▶ Work order
A single number is the answer: the count of lines in these records with "before" in them.

▶ Records for the task

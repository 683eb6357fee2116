use chrono::{DateTime, Utc};
use serde::{Deserialize, Serialize};

use super::motion::MotionEvidence;
use super::position::Position;

/// How a position fix was obtained.
#[derive(Debug, Clone, Copy, PartialEq, Eq, Default, Serialize, Deserialize)]
#[serde(rename_all = "lowercase")]
pub enum LocationSource {
    #[default]
    Gps,
    Network,
    Manual,
}

/// A position accepted into a user's history. Never mutated after append.
#[derive(Debug, Clone, PartialEq)]
pub struct LocationRecord {
    pub position: Position,
    pub timestamp: DateTime<Utc>,
    pub source: LocationSource,
    pub is_offline: bool,
    pub motion: MotionEvidence,
}

impl LocationRecord {
    pub fn live(position: Position, timestamp: DateTime<Utc>, motion: MotionEvidence) -> Self {
        Self {
            position,
            timestamp,
            source: LocationSource::Gps,
            is_offline: false,
            motion,
        }
    }

    /// Record a backlog entry that was captured while the client was offline.
    pub fn replayed(entry: &OfflineQueueEntry) -> Self {
        Self {
            position: entry.position.with_accuracy(entry.metadata.accuracy),
            timestamp: entry.timestamp,
            source: entry.metadata.source,
            is_offline: true,
            motion: MotionEvidence::NotRequested,
        }
    }
}

#[derive(Debug, Clone, Copy, PartialEq, Default)]
pub struct QueueMetadata {
    pub accuracy: Option<f64>,
    pub source: LocationSource,
}

/// A ping submitted while disconnected, waiting for the next online call.
#[derive(Debug, Clone, PartialEq)]
pub struct OfflineQueueEntry {
    pub position: Position,
    pub timestamp: DateTime<Utc>,
    pub metadata: QueueMetadata,
}

impl OfflineQueueEntry {
    pub fn new(position: Position, timestamp: DateTime<Utc>) -> Self {
        Self {
            position,
            timestamp,
            metadata: QueueMetadata {
                accuracy: position.accuracy(),
                source: LocationSource::Gps,
            },
        }
    }
}
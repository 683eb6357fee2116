use serde::{Deserialize, Serialize};

/// Per-call verification settings supplied by the caller.
#[derive(Debug, Clone, PartialEq, Serialize, Deserialize)]
#[serde(rename_all = "camelCase", default)]
pub struct VerificationOptions {
    /// Minutes between client checks. Informational; scoring does not use it.
    pub interval_minutes: f64,
    pub require_movement: bool,
    pub min_speed_kmh: Option<f64>,
    pub max_speed_kmh: Option<f64>,
    /// Accepted for compatibility; reports carry no elevation to check.
    pub check_elevation: bool,
    pub require_motion: bool,
    pub is_offline: bool,
}

impl Default for VerificationOptions {
    fn default() -> Self {
        Self {
            interval_minutes: 5.0,
            require_movement: false,
            min_speed_kmh: None,
            max_speed_kmh: None,
            check_elevation: false,
            require_motion: false,
            is_offline: false,
        }
    }
}

impl VerificationOptions {
    pub fn offline() -> Self {
        Self {
            is_offline: true,
            ..Self::default()
        }
    }

    pub fn with_speed_bounds(min_kmh: Option<f64>, max_kmh: Option<f64>) -> Self {
        Self {
            require_movement: true,
            min_speed_kmh: min_kmh,
            max_speed_kmh: max_kmh,
            ..Self::default()
        }
    }
}
use std::time::Duration;

use crate::models::TrustScore;

use super::motion::MotionPolicy;
use super::proximity::ProximityPolicy;

/// Fixed scores returned for the non-graduated outcomes.
#[derive(Debug, Clone, Copy, PartialEq)]
pub struct ScorePolicy {
    /// Submitted while offline, not cross-checked yet
    pub offline_provisional: f64,
    /// Speed or motion out of bounds
    pub anomaly: f64,
    /// No recent known locations to compare against
    pub neutral: f64,
    /// Any internal failure
    pub fallback: f64,
}

impl Default for ScorePolicy {
    fn default() -> Self {
        Self {
            offline_provisional: 0.7,
            anomaly: 0.2,
            neutral: 0.5,
            fallback: 0.3,
        }
    }
}

impl ScorePolicy {
    pub fn offline_provisional(&self) -> TrustScore {
        TrustScore::constant(self.offline_provisional)
    }

    pub fn anomaly(&self) -> TrustScore {
        TrustScore::constant(self.anomaly)
    }

    pub fn neutral(&self) -> TrustScore {
        TrustScore::constant(self.neutral)
    }

    pub fn fallback(&self) -> TrustScore {
        TrustScore::constant(self.fallback)
    }
}

/// Every tunable of the verification engine.
#[derive(Debug, Clone, PartialEq)]
pub struct VerificationPolicy {
    pub scores: ScorePolicy,
    pub motion: MotionPolicy,
    pub proximity: ProximityPolicy,
    /// Retention of per-user history
    pub history_window: chrono::Duration,
    /// Per-user cap on the offline backlog
    pub offline_queue_max: usize,
    /// Upper bound on any persistent-store or motion-source call
    pub store_timeout: Duration,
    /// Stored motion samples older than this count as absent
    pub motion_max_age: chrono::Duration,
    /// How long a user's serialization slot may sit unused before reaping
    pub user_idle: Duration,
}

impl Default for VerificationPolicy {
    fn default() -> Self {
        Self {
            scores: ScorePolicy::default(),
            motion: MotionPolicy::default(),
            proximity: ProximityPolicy::default(),
            history_window: chrono::Duration::hours(24),
            offline_queue_max: 1000,
            store_timeout: Duration::from_millis(2000),
            motion_max_age: chrono::Duration::seconds(300),
            user_idle: Duration::from_secs(3600),
        }
    }
}
use anyhow::Result;
use sqlx::postgres::PgPoolOptions;
use sqlx::{Pool, Postgres};

pub mod queries;
pub mod stores;

pub use stores::{PgActivityStore, PgMotionSource};

pub type DbPool = Pool<Postgres>;

pub async fn init_pool(database_url: &str) -> Result<DbPool> {
    let pool = PgPoolOptions::new()
        .max_connections(50)
        .connect(database_url)
        .await?;
    Ok(pool)
}
//! Location-integrity verification: the validators, the per-user working
//! sets they read from, and the orchestrator that sequences them.

pub mod clock;
pub mod geometry;
pub mod history;
pub mod locks;
pub mod motion;
pub mod offline_queue;
pub mod orchestrator;
pub mod policy;
pub mod proximity;
pub mod speed;

pub use clock::{Clock, SystemClock};
pub use geometry::distance_meters;
pub use history::{HistoryStore, InMemoryHistoryStore};
pub use motion::{MotionPolicy, MotionSource};
pub use offline_queue::{InMemoryOfflineQueue, OfflineQueue};
pub use orchestrator::{Outcome, ReapStats, Verdict, Verifier};
pub use policy::{ScorePolicy, VerificationPolicy};
pub use proximity::{ActivityStore, ProximityPolicy, ProximityScorer};
pub use speed::{Anomaly, MovementCheck};
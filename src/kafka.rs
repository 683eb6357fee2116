use crate::config::AppConfig;
use crate::processor::message_processor;
use crate::verification::Verifier;
use rdkafka::config::ClientConfig;
use rdkafka::consumer::{Consumer, StreamConsumer};
use rdkafka::message::Message;
use std::sync::Arc;
use std::time::Duration;
use tracing::{error, info, warn};

/// Counts consecutive broker failures and trips after `max_failures`.
#[derive(Debug)]
pub struct CircuitBreaker {
    max_failures: u32,
    consecutive_failures: u32,
    cooldown: Duration,
}

impl CircuitBreaker {
    pub fn new(max_failures: u32, cooldown: Duration) -> Self {
        Self {
            max_failures: max_failures.max(1),
            consecutive_failures: 0,
            cooldown,
        }
    }

    pub fn record_success(&mut self) {
        self.consecutive_failures = 0;
    }

    /// Returns the new failure count.
    pub fn record_failure(&mut self) -> u32 {
        self.consecutive_failures += 1;
        self.consecutive_failures
    }

    pub fn is_tripped(&self) -> bool {
        self.consecutive_failures >= self.max_failures
    }

    /// Sleep out the cooldown, then close the breaker again.
    pub async fn cool_down(&mut self) {
        warn!(
            "Circuit breaker tripped ({} consecutive failures)! Sleeping for {:?}...",
            self.consecutive_failures, self.cooldown
        );
        tokio::time::sleep(self.cooldown).await;
        self.consecutive_failures = 0;
        info!("Circuit breaker reset. Resuming consumption.");
    }
}

fn build_consumer(config: &AppConfig) -> anyhow::Result<StreamConsumer> {
    let mut client_config = ClientConfig::new();
    client_config
        .set("bootstrap.servers", &config.kafka_bootstrap_servers)
        .set("group.id", &config.kafka_group_id)
        .set("auto.offset.reset", &config.kafka_auto_offset_reset)
        // SASL Configuration
        .set("security.protocol", &config.kafka_security_protocol)
        .set("sasl.mechanism", &config.kafka_sasl_mechanism)
        .set("sasl.username", &config.kafka_username)
        .set("sasl.password", &config.kafka_password);

    Ok(client_config.create()?)
}

/// Consume location pings and score each one on its own task.
pub async fn start_kafka_consumer(
    config: &AppConfig,
    verifier: Arc<Verifier>,
) -> anyhow::Result<()> {
    info!("Initializing ping consumer for topic: {}", config.kafka_topic);

    let consumer = build_consumer(config)?;
    consumer.subscribe(&[&config.kafka_topic])?;
    info!("Subscribed to topic: {}", config.kafka_topic);

    let mut breaker = CircuitBreaker::new(
        config.kafka_max_retries,
        Duration::from_secs(config.kafka_circuit_breaker_cooldown),
    );

    loop {
        if breaker.is_tripped() {
            breaker.cool_down().await;
        }

        match consumer.recv().await {
            Ok(m) => {
                breaker.record_success();

                let Some(payload) = m.payload() else {
                    warn!("Received empty ping payload");
                    continue;
                };

                let verifier = verifier.clone();
                let payload = payload.to_vec();

                // Per-user ordering is enforced inside the verifier
                tokio::spawn(async move {
                    if let Err(e) = message_processor::process_message(&verifier, &payload).await {
                        error!("Error processing ping: {}", e);
                    }
                });
            }
            Err(e) => {
                let failures = breaker.record_failure();
                error!(
                    "Kafka error: {}. Failure count ({} / {})",
                    e, failures, config.kafka_max_retries
                );

                // Avoid a tight loop on transient network glitches
                tokio::time::sleep(Duration::from_millis(500)).await;
            }
        }
    }
}
//! One async mutex per active user so a user's history and queue mutations
//! never interleave, while different users proceed in parallel.

use std::collections::HashMap;
use std::sync::{Arc, Mutex};
use std::time::{Duration, Instant};
use tokio::sync::OwnedMutexGuard;

use crate::models::UserId;

struct Slot {
    lock: Arc<tokio::sync::Mutex<()>>,
    last_used: Instant,
}

#[derive(Default)]
pub struct UserLocks {
    slots: Mutex<HashMap<UserId, Slot>>,
}

impl UserLocks {
    pub fn new() -> Self {
        Self::default()
    }

    /// Wait for exclusive access to `user`'s state. The slot is created on
    /// first use.
    pub async fn acquire(&self, user: UserId) -> OwnedMutexGuard<()> {
        self.lock_slot(user, true).await
    }

    /// Like `acquire`, but does not count as activity for idle reaping.
    pub async fn acquire_quiet(&self, user: UserId) -> OwnedMutexGuard<()> {
        self.lock_slot(user, false).await
    }

    async fn lock_slot(&self, user: UserId, touch: bool) -> OwnedMutexGuard<()> {
        let lock = {
            let mut slots = self.slots.lock().unwrap_or_else(|e| e.into_inner());
            let slot = slots.entry(user).or_insert_with(|| Slot {
                lock: Arc::new(tokio::sync::Mutex::new(())),
                last_used: Instant::now(),
            });
            if touch {
                slot.last_used = Instant::now();
            }
            slot.lock.clone()
        };
        lock.lock_owned().await
    }

    /// Drop slots unused for at least `idle` that nobody holds or waits on.
    pub fn reap_idle(&self, idle: Duration) -> usize {
        let mut slots = self.slots.lock().unwrap_or_else(|e| e.into_inner());
        let before = slots.len();
        slots.retain(|_, slot| {
            Arc::strong_count(&slot.lock) > 1 || slot.last_used.elapsed() < idle
        });
        before - slots.len()
    }

    pub fn active(&self) -> usize {
        self.slots.lock().unwrap_or_else(|e| e.into_inner()).len()
    }
}
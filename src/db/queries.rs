pub const SELECT_RECENT_ACTIVITY_LOCATIONS: &str = r#"
SELECT l.latitude, l.longitude
FROM activities a
JOIN locations l ON l.id = a.location_id
WHERE a.user_id = $1
  AND a.location_id IS NOT NULL
  AND a.timestamp >= NOW() - make_interval(days => $2)
ORDER BY a.timestamp DESC;
"#;

pub const SELECT_DEVICE_MOTION: &str = r#"
SELECT motion_data, last_updated FROM devices WHERE user_id = $1;
"#;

▶ Response to the exercise
3